### WHAT YOU NEED TO DO
Among the lines below, restate word for word only those from the line with "open top bin." through the line with "100, closed on", with both end lines kept.

Start of Block

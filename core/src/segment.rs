//! Segmenter: partitions a record collection into named buckets.
//!
//! Every input record lands in exactly one bucket or in the unclassified
//! count, so `Σ bucket.len() + unclassified == records.len()` always holds.
//! Bucket order is deterministic: categorical labels sort ascending,
//! distinct values sort numerically, bins keep their scheme order.

use crate::{
    error::{AnalyticsError, AnalyticsResult},
    record::{CategoricalField, CustomerRecord, NumericField},
};
use serde::{Deserialize, Serialize};
use std::collections::BTreeMap;

// ── Bin schemes ──────────────────────────────────────────────────────────────

/// Which end of each half-open bin is inclusive.
#[derive(Debug, Clone, Copy, Default, PartialEq, Eq, Serialize, Deserialize)]
#[serde(rename_all = "snake_case")]
pub enum Closed {
    /// `[lo, hi)`, with the last bin also holding its upper edge.
    #[default]
    Left,
    /// `(lo, hi]`. The lowest edge itself falls outside every bin.
    Right,
}

/// Ordered half-open bins between consecutive edges, closed on the side
/// given by `closed`. The last edge may be `+∞` for an open top bin.
#[derive(Debug, Clone, PartialEq, Serialize, Deserialize)]
pub struct BinScheme {
    edges:  Vec<f64>,
    labels: Vec<String>,
    #[serde(default)]
    closed: Closed,
}

impl BinScheme {
    pub fn new<S: Into<String>>(edges: Vec<f64>, labels: Vec<S>) -> AnalyticsResult<Self> {
        let scheme = Self {
            edges,
            labels: labels.into_iter().map(Into::into).collect(),
            closed: Closed::Left,
        };
        scheme.validate()?;
        Ok(scheme)
    }

    /// Same edges and labels, closed on the other side.
    pub fn closed(mut self, closed: Closed) -> Self {
        self.closed = closed;
        self
    }

    /// Seven-year age brackets over edges 0, 25, 32, … 74, 100, closed on
    /// the right: 25 is in "18-25", 74 in "67-74".
    pub fn age_brackets() -> Self {
        Self {
            edges: vec![0.0, 25.0, 32.0, 39.0, 46.0, 53.0, 60.0, 67.0, 74.0, 100.0],
            labels: [
                "18-25", "25-32", "32-39", "39-46", "46-53", "53-60", "60-67", "67-74", "74-81",
            ]
            .iter()
            .map(|s| s.to_string())
            .collect(),
            closed: Closed::Right,
        }
    }

    /// Yearly tenure buckets over `tenure_months`. The last bucket is open-ended.
    pub fn tenure_years(max_years: u32) -> AnalyticsResult<Self> {
        if max_years == 0 {
            return Err(AnalyticsError::InvalidBinSpec {
                reason: "tenure scheme needs at least one year".into(),
            });
        }
        let mut edges: Vec<f64> = (0..max_years).map(|y| (y * 12) as f64).collect();
        edges.push(f64::INFINITY);
        let labels: Vec<String> = (1..=max_years)
            .map(|y| {
                if y == max_years {
                    format!("Year {y}+")
                } else {
                    format!("Year {y}")
                }
            })
            .collect();
        Self::new(edges, labels)
    }

    /// `n` quantile bins over the observed values of `field`, labelled `Q1..Qk`.
    ///
    /// Edges that coincide (heavily tied data) collapse, so `k ≤ n`. With no
    /// spread at all the scheme degrades to a single bin holding every value.
    pub fn quantiles(
        records: &[CustomerRecord],
        field: NumericField,
        n: usize,
    ) -> AnalyticsResult<Self> {
        if n == 0 {
            return Err(AnalyticsError::InvalidBinSpec {
                reason: "quantile count must be at least 1".into(),
            });
        }

        let mut values: Vec<f64> = records
            .iter()
            .filter_map(|r| field.value(r))
            .filter(|v| v.is_finite())
            .collect();
        values.sort_by(|a, b| a.total_cmp(b));

        let (min, max) = match (values.first(), values.last()) {
            (Some(&min), Some(&max)) => (min, max),
            _ => (0.0, 0.0),
        };
        if min == max {
            return Self::new(vec![min, next_above(min)], vec!["Q1"]);
        }

        let last = values.len() - 1;
        let mut edges: Vec<f64> = Vec::with_capacity(n + 1);
        for i in 0..=n {
            let edge = if i == n {
                max
            } else {
                values[i * last / n]
            };
            if edges.last().map_or(true, |&prev| edge > prev) {
                edges.push(edge);
            }
        }

        let labels: Vec<String> = (1..edges.len()).map(|q| format!("Q{q}")).collect();
        Self::new(edges, labels)
    }

    pub fn edges(&self) -> &[f64] {
        &self.edges
    }

    pub fn labels(&self) -> &[String] {
        &self.labels
    }

    pub fn closed_side(&self) -> Closed {
        self.closed
    }

    pub fn validate(&self) -> AnalyticsResult<()> {
        if self.edges.len() < 2 {
            return Err(AnalyticsError::InvalidBinSpec {
                reason: format!("need at least 2 edges, got {}", self.edges.len()),
            });
        }
        if self.labels.len() != self.edges.len() - 1 {
            return Err(AnalyticsError::InvalidBinSpec {
                reason: format!(
                    "{} edges need {} labels, got {}",
                    self.edges.len(),
                    self.edges.len() - 1,
                    self.labels.len()
                ),
            });
        }
        if self.edges.iter().any(|e| e.is_nan()) {
            return Err(AnalyticsError::InvalidBinSpec {
                reason: "edge is NaN".into(),
            });
        }
        if let Some(pair) = self.edges.windows(2).find(|w| w[0] >= w[1]) {
            return Err(AnalyticsError::InvalidBinSpec {
                reason: format!("edges not strictly increasing at {} → {}", pair[0], pair[1]),
            });
        }
        Ok(())
    }

    /// Index of the bin holding `value`, or `None` when it falls outside every bin.
    pub fn bin_index(&self, value: f64) -> Option<usize> {
        if value.is_nan() {
            return None;
        }
        let last = self.edges.len().checked_sub(2)?;
        (0..=last).find(|&i| {
            let (lo, hi) = (self.edges[i], self.edges[i + 1]);
            match self.closed {
                Closed::Left => value >= lo && (value < hi || (i == last && value == hi)),
                Closed::Right => value > lo && value <= hi,
            }
        })
    }

    pub fn label_for(&self, value: f64) -> Option<&str> {
        self.bin_index(value).map(|i| self.labels[i].as_str())
    }
}

/// Smallest f64 strictly greater than a finite `v`; `v + 1.0` when that is
/// representable as a different value.
fn next_above(v: f64) -> f64 {
    let step = v + 1.0;
    if step > v {
        return step;
    }
    // |v| ≥ 2^53: bump one unit in the last place.
    if v > 0.0 {
        f64::from_bits(v.to_bits() + 1)
    } else {
        f64::from_bits(v.to_bits() - 1)
    }
}

// ── Segment spec ─────────────────────────────────────────────────────────────

#[derive(Debug, Clone, PartialEq, Serialize, Deserialize)]
#[serde(tag = "kind", rename_all = "snake_case")]
pub enum SegmentSpec {
    /// One bucket per observed value of a categorical field.
    Categorical { field: CategoricalField },
    /// One bucket per bin of a numeric field, empty bins included.
    Binned { field: NumericField, bins: BinScheme },
    /// One bucket per distinct value of a numeric field, rounded to an integer.
    Distinct { field: NumericField },
}

impl SegmentSpec {
    pub fn by(field: CategoricalField) -> Self {
        Self::Categorical { field }
    }

    pub fn binned(field: NumericField, bins: BinScheme) -> Self {
        Self::Binned { field, bins }
    }

    pub fn distinct(field: NumericField) -> Self {
        Self::Distinct { field }
    }

    pub fn name(&self) -> &'static str {
        match self {
            Self::Categorical { field } => field.name(),
            Self::Binned { field, .. } | Self::Distinct { field } => field.name(),
        }
    }
}

// ── Buckets ──────────────────────────────────────────────────────────────────

/// A named group of borrowed records. Metrics are derived by the aggregator.
#[derive(Debug, Clone)]
pub struct Bucket<'a> {
    pub label:   String,
    pub members: Vec<&'a CustomerRecord>,
}

impl<'a> Bucket<'a> {
    pub fn new(label: impl Into<String>) -> Self {
        Self {
            label: label.into(),
            members: Vec::new(),
        }
    }

    pub fn len(&self) -> usize {
        self.members.len()
    }

    pub fn is_empty(&self) -> bool {
        self.members.is_empty()
    }
}

#[derive(Debug, Clone)]
pub struct Segmentation<'a> {
    pub field:        &'static str,
    pub buckets:      Vec<Bucket<'a>>,
    /// Records whose segmentation value is missing or outside every bin.
    pub unclassified: usize,
}

impl Segmentation<'_> {
    pub fn classified(&self) -> usize {
        self.buckets.iter().map(Bucket::len).sum()
    }

    pub fn population(&self) -> usize {
        self.classified() + self.unclassified
    }
}

/// Partition `records` according to `spec`.
pub fn segment<'a>(
    records: &'a [CustomerRecord],
    spec: &SegmentSpec,
) -> AnalyticsResult<Segmentation<'a>> {
    let mut unclassified = 0usize;

    let buckets = match spec {
        SegmentSpec::Categorical { field } => {
            let mut groups: BTreeMap<&'a str, Vec<&'a CustomerRecord>> = BTreeMap::new();
            for record in records {
                match field.value(record) {
                    Some(value) => groups.entry(value).or_default().push(record),
                    None => unclassified += 1,
                }
            }
            groups
                .into_iter()
                .map(|(label, members)| Bucket {
                    label: label.to_string(),
                    members,
                })
                .collect()
        }

        SegmentSpec::Binned { field, bins } => {
            bins.validate()?;
            let mut buckets: Vec<Bucket<'a>> =
                bins.labels().iter().map(|l| Bucket::new(l.clone())).collect();
            for record in records {
                match field.value(record).and_then(|v| bins.bin_index(v)) {
                    Some(i) => buckets[i].members.push(record),
                    None => unclassified += 1,
                }
            }
            buckets
        }

        SegmentSpec::Distinct { field } => {
            let mut groups: BTreeMap<i64, Vec<&'a CustomerRecord>> = BTreeMap::new();
            for record in records {
                match field.value(record).filter(|v| v.is_finite()) {
                    Some(value) => groups.entry(value.round() as i64).or_default().push(record),
                    None => unclassified += 1,
                }
            }
            groups
                .into_iter()
                .map(|(value, members)| Bucket {
                    label: value.to_string(),
                    members,
                })
                .collect()
        }
    };

    let segmentation = Segmentation {
        field: spec.name(),
        buckets,
        unclassified,
    };

    log::debug!(
        "segment by {}: {} buckets, {} classified, {} unclassified",
        segmentation.field,
        segmentation.buckets.len(),
        segmentation.classified(),
        segmentation.unclassified
    );
    if unclassified > 0 {
        log::warn!(
            "segment by {}: {unclassified} records have no value for the field",
            segmentation.field
        );
    }

    Ok(segmentation)
}
//! Safe arithmetic: the single home of the engine's division policy.
//!
//! RULE: every rate in the engine is computed through `safe_percentage`.
//! An empty denominator yields the caller's default (0 for rates), never
//! a panic, an infinity or a NaN. Only `checked_divide` reports failure,
//! for callers that explicitly want no default.

use crate::error::{AnalyticsError, AnalyticsResult};

/// Divide, falling back to `default` when the quotient is not a finite number.
pub fn safe_divide(numerator: f64, denominator: f64, default: f64) -> f64 {
    if denominator == 0.0 || numerator.is_nan() || denominator.is_nan() {
        return default;
    }
    let quotient = numerator / denominator;
    if quotient.is_finite() {
        quotient
    } else {
        default
    }
}

/// `round(safe_divide(part, whole, 0) × 100, decimals)`.
///
/// Negative parts are allowed (NPS runs from -100 to +100).
pub fn safe_percentage(part: f64, whole: f64, decimals: u32) -> f64 {
    round_to(safe_divide(part, whole, 0.0) * 100.0, decimals)
}

/// Division with no safe default: undefined results are an error.
pub fn checked_divide(metric: &str, numerator: f64, denominator: f64) -> AnalyticsResult<f64> {
    if denominator == 0.0 {
        return Err(AnalyticsError::UndefinedMetric {
            metric: metric.to_string(),
            reason: "denominator is zero".into(),
        });
    }
    let quotient = numerator / denominator;
    if quotient.is_finite() {
        Ok(quotient)
    } else {
        Err(AnalyticsError::UndefinedMetric {
            metric: metric.to_string(),
            reason: format!("{numerator} / {denominator} is not finite"),
        })
    }
}

/// Round half away from zero to `decimals` places.
pub fn round_to(value: f64, decimals: u32) -> f64 {
    if !value.is_finite() {
        return value;
    }
    let factor = 10f64.powi(decimals.min(i32::MAX as u32) as i32);
    let widened = value * factor;
    // Past f64 precision there is nothing left to round.
    if !factor.is_finite() || !widened.is_finite() {
        return value;
    }
    let scaled = widened.round() / factor;
    // Normalise -0.0 so serialised output never shows "-0.0".
    if scaled == 0.0 {
        0.0
    } else {
        scaled
    }
}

End of Block

### SOLUTION BELOW
/// given by `closed`. The last edge may be `+∞` for an open top bin.
#[derive(Debug, Clone, PartialEq, Serialize, Deserialize)]
pub struct BinScheme {
    edges:  Vec<f64>,
    labels: Vec<String>,
    #[serde(default)]
    closed: Closed,
}

impl BinScheme {
    pub fn new<S: Into<String>>(edges: Vec<f64>, labels: Vec<S>) -> AnalyticsResult<Self> {
        let scheme = Self {
            edges,
            labels: labels.into_iter().map(Into::into).collect(),
            closed: Closed::Left,
        };
        scheme.validate()?;
        Ok(scheme)
    }

    /// Same edges and labels, closed on the other side.
    pub fn closed(mut self, closed: Closed) -> Self {
        self.closed = closed;
        self
    }

    /// Seven-year age brackets over edges 0, 25, 32, … 74, 100, closed on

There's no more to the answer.